You could try a screw extractor, i have had moderate success with them.

You use the first end clockwise to make divot in the screw so that the second end that turns counter clockwise will have something to bite its teeth into. Go slow and apply pressure into the screw. In your case the head is missing so it makes it very difficult but worth a try.

enter image description here

The set does not cost to much and is good to have on hand anyways even it does not always work.

  • It's a great tool to have on hand. I bought one about 10 years ago when I was about to give up on extracting a screw and have used it a dozen times since.
    – Sam
    Dec 6, 2018 at 20:28
  • Great suggestion and I'd try this first as well.
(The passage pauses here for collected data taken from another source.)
impl GroupCoordinator {
    /// Creates an empty coordinator.
    #[must_use]
    pub fn new() -> Self {
        Self::default()
    }

    /// Records an alert in its group, creating the group on first sight.
    ///
    /// Called for firing transitions with `resolved = false` and for
    /// resolution transitions with `resolved = true`. Every call that
    /// changes the group's state bumps its change generation, which is
    /// what makes the next wake actually flush.
    pub fn track(
        &self,
        decision: &RouteDecision,
        labels: &HashMap<String, String>,
        fingerprint: Fingerprint,
        resolved: bool,
        now: DateTime<Utc>,
    ) {
        let key = decision.group_key(labels);
        let member = if resolved {
            MemberState::Resolved
        } else {
            MemberState::Active
        };

        let mut inner = self.inner.write();
        if let Some(group) = inner.groups.get_mut(&key) {
            if group.members.insert(fingerprint, member) != Some(member) {
                group.generation += 1;
            }
            return;
        }

        let wake = now + chrono_duration(decision.group_wait);
        let mut members = BTreeMap::new();
        members.insert(fingerprint, member);
        inner.groups.insert(
            key.clone(),
            GroupState {
                receiver: decision.receiver.clone(),
                group_labels: decision.group_labels(labels),
                members,
                group_interval: chrono_duration(decision.group_interval),
                repeat_interval: chrono_duration(decision.repeat_interval),
                next_wake: wake,
                generation: 1,
                flushed_generation: None,
                last_flush_at: None,
            },
        );
        inner.schedule.push(Reverse((wake, key.clone())));
        debug!(group = %key, wake = %wake, "created notification group");
    }

    /// Collects every flush that is due at `now`.
    ///
    /// Waking a group does not imply notifying: an unchanged group inside
    /// its repeat interval goes straight back to sleep, so the same group
    /// state is never flushed twice.
    pub fn due(&self, now: DateTime<Utc>) -> Vec<FlushJob> {
        let mut jobs = Vec::new();
        let mut inner = self.inner.write();

        loop {
            match inner.schedule.peek() {
                Some(Reverse((wake, _))) if *wake <= now => {}
                _ => break,
            }
            let Some(Reverse((wake, key))) = inner.schedule.pop() else {
                break;
            };

            let Some(group) = inner.groups.get_mut(&key) else {
                // Group was dropped or re-keyed; stale schedule entry.
                continue;
            };
            if group.next_wake != wake {
                continue;
            }

            if let Some(reason) = Self::flush_reason(group, now) {
                jobs.push(FlushJob {
                    group_key: key.clone(),
                    receiver: group.receiver.clone(),
                    group_labels: group.group_labels.clone(),
                    fingerprints: group.members.keys().copied().collect(),
                    reason,
                });
                group.flushed_generation = Some(group.generation);
                group.last_flush_at = Some(now);

                // Resolved members have had their resolution delivered.
                group
                    .members
                    .retain(|_, state| *state == MemberState::Active);
            }

            if group.members.is_empty() {
                inner.groups.remove(&key);
                debug!(group = %key, "dropped empty notification group");
                continue;
            }

            let next = now + group.group_interval;
            group.next_wake = next;
            inner.schedule.push(Reverse((next, key)));
        }

        jobs
    }

    fn flush_reason(group: &GroupState, now: DateTime<Utc>) -> Option<FlushReason> {
        if group.flushed_generation.is_none() {
            return Some(FlushReason::GroupWait);
        }
        if group.flushed_generation != Some(group.generation) {
            return Some(FlushReason::GroupInterval);
        }

        let firing = group
            .members
            .values()
            .any(|state| *state == MemberState::Active);
        let repeat_due = group
            .last_flush_at
            .is_none_or(|last| now.signed_duration_since(last) >= group.repeat_interval);
        if firing && repeat_due {
            return Some(FlushReason::RepeatInterval);
        }
        None
    }

    /// When the earliest group wake is scheduled, if any.
    #[must_use]
    pub fn next_wake(&self) -> Option<DateTime<Utc>> {
        self.inner
            .read()
            .groups
            .values()
            .map(|g| g.next_wake)
            .min()
    }

    /// Number of live groups.
    #[must_use]
    pub fn group_count(&self) -> usize {
        self.inner.read().groups.len()
    }

    /// Drops all groups and their schedules.
    ///
    /// Used on config reload: the route tree (and with it the group keys)
    /// may have changed, so the engine re-tracks every firing alert under
    /// the new tree. Stale heap entries are ignored when they surface.
    pub fn clear(&self) {
        let mut inner = self.inner.write();
        let dropped = inner.groups.len();
        inner.groups.clear();
        if dropped > 0 {
            debug!(dropped, "cleared notification groups for re-keying");
        }
    }
}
I'm guessing that the screw is far too rusty to remove this way.
    – Gary Bak
    Dec 6, 2018 at 23:22
  • I was trying to see if there was a "quick and easy" way to do this myself, but I will end up letting the landlord handle it now. Even though I'm not making use of your suggestion here, I'll accept this as the answer because it seems like the best advice if I would do it myself: a cheap tool which is made for this very purpose. Dec 9, 2018 at 9:17
  • This tool is great, but not so much if you're dealing with the narrow shaft of a broken screw. There just isn't enough material width to drill and grab.
    – isherwood
    Dec 10, 2018 at 1:00

Is there enough material of the screw shaft protruding from the surface to grip with pliers? You may be able to unscrew it that way.

You could also convert the shaft into a slotted head. Use a small cutoff wheel on a rotary tool or thin hacksaw blade to cut a slot into the shaft. Use a flat screwdriver to unscrew.

Both of these assumes there is enough structural integrity in the shaft to resist the force needed to unscrew it.


You need to determine if this screw was penetrating a stud or if it is in a plastic plug type anchor or a toggle

if it is in a stud move up or down a bit and drill a new hole through tile and backer then a pilot hole into stud mount with a stainless steel screw.

If it is in an anchor you should be able to push it through into the wall cavity and put in a new one same if it’s a toggle

  • 1
    While relocating the hole is generally a viable option, the OP indicated that this was just one of several screws necessary to hold up the shower bar and that this hole is in the perfect position to line up with the rest of them. Moving this screw would require moving the rest of them which the OP is, understandably, reluctant to do.
    – FreeMan
    Dec 6, 2018 at 21:08

Wall tile is fairly easy to drill, even with conventional bits. I'd drill a few 3/16" holes around the screw to create access for a locking plier (Vice-grip). Clamp onto it and twist it out.